The local therapist finds a new approach to helping people

Cognitive behavioral therapist Richard Killion seated center speaks to some of the visitors at the launch event of his Wisdom Cards, a set of 52 colorful cards each containing a simple phrase that helps people deal with challenges in their lives

Over the past 20 years, Richard Killion has counseled countless people out of his Mount Kisco cognitive behavioral therapy practice, dispensing the best advice he can based on his extensive training.

Sometimes gems of wisdom can come from clients too, who seek help with any number of issues in their lives.

To help them between dates, and really just about anyone else who needs a little cheer up, whether they’re in therapy or not, Killion has captured some of his best advice in little sentences, which he included in a new product he unveiled last weekend – Wisdom Cards – during a launch party at Bobo’s Café in Chappaqua.

Resembling a deck of playing cards, a 52-card set from Wisdom Cards, with a tie-dye pattern on the back of the card, uses four different categories or suits – therapeutic, spiritual/holistic, common sense, and questions – each with the own color that draws on different aspects of people’s personalities. While there isn’t an absolutely correct answer or reaction to each card, the set does contain an explanatory booklet that contains Killion’s thoughts on what each phrase entails.

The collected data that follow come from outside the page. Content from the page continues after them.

//! Language selection policy.
//!
//! Languages are a questionnaire setting. With more than one on offer
//! the participant must pick before answering; a single configured
//! language selects itself; none configured means language plays no
//! part in the flow. The chosen language rides along in the snapshot,
//! rendering is someone else's concern.

use crate::error::CoreError;

/// What the session needs to do about languages before `InProgress`.
#[derive(Debug, Clone, PartialEq, Eq)]
pub enum LanguageRequirement {
    NotApplicable,
    AutoSelect(String),
    ChoiceRequired(Vec<String>),
}

/// Decide the language step. `preset` is a preference recorded at
/// invitation time (token data); it short-circuits the choice when it
/// is actually on offer.
pub fn language_requirement(languages: &[String], preset: Option<&str>) -> LanguageRequirement {
    if let Some(preset) = preset {
        if languages.iter().any(|l| l == preset) {
            return LanguageRequirement::AutoSelect(preset.to_string());
        }
    }
    match languages {
        [] => LanguageRequirement::NotApplicable,
        [only] => LanguageRequirement::AutoSelect(only.clone()),
        many => LanguageRequirement::ChoiceRequired(many.to_vec()),
    }
}

/// True when resolution must hold the session for an explicit choice.
pub fn needs_language_choice(languages: &[String], preset: Option<&str>) -> bool {
    matches!(
        language_requirement(languages, preset),
        LanguageRequirement::ChoiceRequired(_)
    )
}

/// Validate an explicit selection against the configured list.
pub fn validate_selection(languages: &[String], choice: &str) -> Result<(), CoreError> {
    if languages.iter().any(|l| l == choice) {
        Ok(())
    } else {
        Err(CoreError::Validation(format!(
            "Language '{choice}' is not offered. Must be one of: {}",
            languages.join(", ")
        )))
    }
}
//! Domain error type shared by every module in this crate.

/// Domain-level error for the response session engine.
///
/// Higher layers (store, platform client, session orchestrator) wrap this
/// in their own error enums; `core` itself never logs or swallows.
#[derive(Debug, thiserror::Error)]
pub enum CoreError {
    /// Input failed a domain rule; the message is participant-safe.
    #[error("{0}")]
    Validation(String),

    /// A referenced entity does not exist.
    #[error("{entity} with id {id} not found")]
    NotFound { entity: &'static str, id: String },

    /// The operation conflicts with current state (e.g. an invalid
    /// session phase transition).
    #[error("{0}")]
    Conflict(String),

    /// An invariant was broken; not participant-facing.
    #[error("internal error: {0}")]
    Internal(String),
}
//! Branching rule model for conditional question visibility.
//!
//! Rules are authored on a question and reference an earlier question's
//! answer. The evaluation itself lives in [`crate::visibility`]; this
//! module only defines the shapes and their well-formedness checks.

use serde::{Deserialize, Serialize};

use crate::error::CoreError;
use crate::types::QuestionId;

// ---------------------------------------------------------------------------
// Operators
// ---------------------------------------------------------------------------

/// Comparison applied between a source question's answer and the rule value.
#[derive(Debug, Clone, Copy, PartialEq, Eq, Serialize, Deserialize)]
#[serde(rename_all = "snake_case")]
pub enum RuleOperator {
    Equals,
    NotEquals,
    /// For list-valued answers: the rule value is one of the selected
    /// elements. For text answers: substring match.
    Contains,
    NotContains,
    GreaterThan,
    GreaterOrEqual,
    LessThan,
    LessOrEqual,
}

impl RuleOperator {
    /// Wire name, as stored by the questionnaire builder.
    pub fn name(self) -> &'static str {
        match self {
            Self::Equals => "equals",
            Self::NotEquals => "not_equals",
            Self::Contains => "contains",
            Self::NotContains => "not_contains",
            Self::GreaterThan => "greater_than",
            Self::GreaterOrEqual => "greater_or_equal",
            Self::LessThan => "less_than",
            Self::LessOrEqual => "less_or_equal",
        }
    }

    /// True for the operators that compare parsed numeric answers.
    pub fn is_numeric(self) -> bool {
        matches!(
            self,
            Self::GreaterThan | Self::GreaterOrEqual | Self::LessThan | Self::LessOrEqual
        )
    }
}

// ---------------------------------------------------------------------------
// Rules and rule sets
// ---------------------------------------------------------------------------

/// How the rules of a [`RuleSet`] combine.
#[derive(Debug, Clone, Copy, PartialEq, Eq, Serialize, Deserialize)]
#[serde(rename_all = "snake_case")]
pub enum Combinator {
    /// Every rule must hold.
    All,
    /// At least one rule must hold.
    Any,
}

/// One branching condition on a source question's answer.
#[derive(Debug, Clone, PartialEq, Serialize, Deserialize)]
pub struct Rule {
    /// Id of the question whose answer is inspected.
    pub source: QuestionId,
    pub operator: RuleOperator,
    /// Comparison value. Scalars for equality/numeric operators; the
    /// builder stores numbers as either JSON numbers or strings, so the
    /// evaluator parses leniently.
    pub value: serde_json::Value,
}

/// A combinator plus its rules. A question without a rule set is always
/// visible; a rule set with zero rules is treated by the evaluator per
/// its combinator identity (ALL of nothing holds, ANY of nothing fails).
#[derive(Debug, Clone, PartialEq, Serialize, Deserialize)]
pub struct RuleSet {
    pub combinator: Combinator,
    pub rules: Vec<Rule>,
}

/// Check that every rule in `set` references a question id present in
/// `known_ids`. Builder data occasionally carries rules pointing at
/// deleted questions; those must be rejected before a session starts.
pub fn validate_rule_sources(set: &RuleSet, known_ids: &[QuestionId]) -> Result<(), CoreError> {
    for rule in &set.rules {
        if !known_ids.contains(&rule.source) {
            return Err(CoreError::Validation(format!(
                "Branching rule references unknown question '{}'",
                rule.source
            )));
        }
    }
    Ok(())
}

// ---------------------------------------------------------------------------
// Tests
// ---------------------------------------------------------------------------
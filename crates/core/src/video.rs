//! Video watch thresholds and gating decisions.
//!
//! Two thresholds exist on purpose: the intro gate opens slightly early
//! (credits, outros) while an in-questionnaire video question counts as
//! answered only at a stricter fraction, checked by the completeness
//! validator.

use serde::{Deserialize, Serialize};

use crate::questionnaire::VideoIntro;

// ---------------------------------------------------------------------------
// Thresholds
// ---------------------------------------------------------------------------

/// Watched fraction at which a mandatory intro video releases its gate.
pub const INTRO_COMPLETE_FRACTION: f64 = 0.90;

/// Watched fraction at which a video question counts as answered.
pub const QUESTION_COMPLETE_FRACTION: f64 = 0.95;

/// Prior watch time below this is ignored; above it the participant is
/// offered a resume-or-restart choice.
pub const RESUME_OFFER_MIN_SECS: f64 = 10.0;

/// How often watch progress is reported to the backend while playing.
pub const PROGRESS_REPORT_INTERVAL_SECS: u64 = 30;

// ---------------------------------------------------------------------------
// Decisions
// ---------------------------------------------------------------------------

/// Whether the intro-video gate releases the session into the questions.
#[derive(Debug, Clone, Copy, PartialEq)]
pub enum VideoGateDecision {
    Proceed,
    /// Mandatory video not sufficiently watched. Not an error; blocks
    /// the forward transition with an explanatory message.
    Blocked { watched_fraction: f64 },
}

impl VideoGateDecision {
    pub fn message(&self) -> Option<String> {
        match self {
            Self::Proceed => None,
            Self::Blocked { watched_fraction } => Some(format!(
                "Please watch the introduction video to continue ({:.0}% watched).",
                watched_fraction * 100.0
            )),
        }
    }
}

/// Evaluate the intro gate. Optional intros never block.
pub fn intro_gate(intro: &VideoIntro, watched_fraction: f64) -> VideoGateDecision {
    if intro.mandatory && watched_fraction < INTRO_COMPLETE_FRACTION {
        VideoGateDecision::Blocked { watched_fraction }
    } else {
        VideoGateDecision::Proceed
    }
}

/// What to do with a previously recorded watch position.
#[derive(Debug, Clone, Copy, PartialEq, Serialize, Deserialize)]
#[serde(rename_all = "snake_case", tag = "kind")]
pub enum ResumeOffer {
    /// No meaningful prior progress; play from the beginning.
    FromStart,
    /// Enough prior progress to ask resume-or-restart.
    Resume { position_secs: f64 },
}

/// Decide whether a recorded position warrants a resume offer.
pub fn resume_offer(last_position_secs: f64) -> ResumeOffer {
    if last_position_secs > RESUME_OFFER_MIN_SECS {
        ResumeOffer::Resume {
            position_secs: last_position_secs,
        }
    } else {
        ResumeOffer::FromStart
    }
}
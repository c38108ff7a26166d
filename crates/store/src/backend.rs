//! Storage backend abstraction.

use fieldwork_core::SnapshotScope;

use crate::error::StoreError;

/// Synchronous string key/value storage partitioned by [`SnapshotScope`].
///
/// [`SnapshotScope::PerTab`] entries are visible only to the tab that
/// wrote them (a second tab starts clean); [`SnapshotScope::Shared`]
/// entries are visible across tabs. Concurrent writers race last-write
/// wins; there is no cross-writer locking.
pub trait ScopedStore: Send + Sync {
    /// Read the value stored under `key` in `scope`, if any.
    fn read(&self, scope: SnapshotScope, key: &str) -> Result<Option<String>, StoreError>;

    /// Write `value` under `key` in `scope`, replacing any previous value.
    fn write(&self, scope: SnapshotScope, key: &str, value: &str) -> Result<(), StoreError>;

    /// Remove the value stored under `key` in `scope`. Removing a missing
    /// key is not an error.
    fn remove(&self, scope: SnapshotScope, key: &str) -> Result<(), StoreError>;
}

“So what I’ve done is draw on the training I’ve received as a cognitive behavioral therapist,” Killion said. “The holistic/spiritual theme has to do with how people are really taking care of themselves in really tough times.”

An example, in the therapeutic category, is a card that reads “All of Nothing”. Killion explained that it’s a description of thinking when people think in all-or-nothing terms, where they don’t see the gray area. Something or someone is good or bad; something should always or never be done.

“I think for anxious people, when you’re thinking all or nothing, it’s kind of comforting because you think about it this way or that way, and you don’t open your mind to the possibility that it could be any number of things,” she said.

One of the more inspiring phrases Killion used on the cards – “Redirection, not denial” – actually came from a client, who thought he was on the verge of getting a job that would make him move to London. It would have been a great personal and professional opportunity, but in the end he couldn’t get the offer.

“He said, ‘You know, this is not my rejection; this is a redirection of where should I go.’ And I thought, why do you need me? Killion recalled.

The idea for the card set also came from customers. Some of the people Killion has seen the longest have marveled at how he can help them with a fresh perspective with simple, direct but sometimes profound “Richard-isms,” as they called them. A woman urged him to write a book, but he thought the world didn’t need another self-help book.

It has therefore been suggested that Killion should at least put his favorite sayings on the cards, so that others can benefit from them. He thought about it a bit and about a year later, with the help of friends, he made packs of wisdom cards.

A box of wisdom cards

One of Killion’s friends, Vicki Lin, said she was “in awe” of Killion’s ability to take something that may seem overwhelming in someone’s life and help them with a succinct phrase or sentence.

“It’s second nature to who you are,” Lin said while interviewing Killion at the launch party on Saturday. “You have such insight, wisdom and generosity.”

Like many people, Killion found his calling after a rough start in life. He was born and raised in a small town in Wyoming, and flunked out of school his freshman year at the University of Wyoming. As a young gay man, that environment was even worse as he felt compelled to remain closed.

At 19, she took a job managing a homeless shelter because the facility couldn’t find anyone else. One of the first things Killion did was purchase some brightly colored paint to replace the institutional drab beige walls. Soon there would be sunny yellow, magenta, bright blue, and stark white, depending on which area of ​​the building you visited. He tapped into that chapter of his life with one of his cards with the phrase “Color me happy.”

“What I noticed immediately, people came to that shelter and their eyes lit up, they smiled at me, they were looking at me like ‘Wow, where am I?'” Killion said. “And it made it a safer place because they knew that they were in a safe and secure place. It was friendly, it was cheerful. It was just like we were staying here for the next day or so until you get in your way.

While not immediate, that experience led Killion towards a life of helping others. He went back to college, earned a master’s degree in social work from Boston College, and eventually became certified in psychotherapy at the New York University Institute for Psychoanalytic Education. Killion has also worked in the corporate world helping companies in their HR departments by administering employee assistance programs.

One of nearly 40 people who attended last Saturday’s meeting, Barbara Hines, a therapist in Jersey City, New Jersey, said Killion’s Wisdom Cards should be successful because they help people think for themselves about a variety of subjects. She said it was a new idea and she believes they will be hugely successful.

“You can arrange them by colors, you can mix them, you can make two of each, so everyone can personalize their own path to healing, with a little bit of motto, or a little bit of theme that says where I am,” he said Hines. “So the uses of this philosophy are endless.”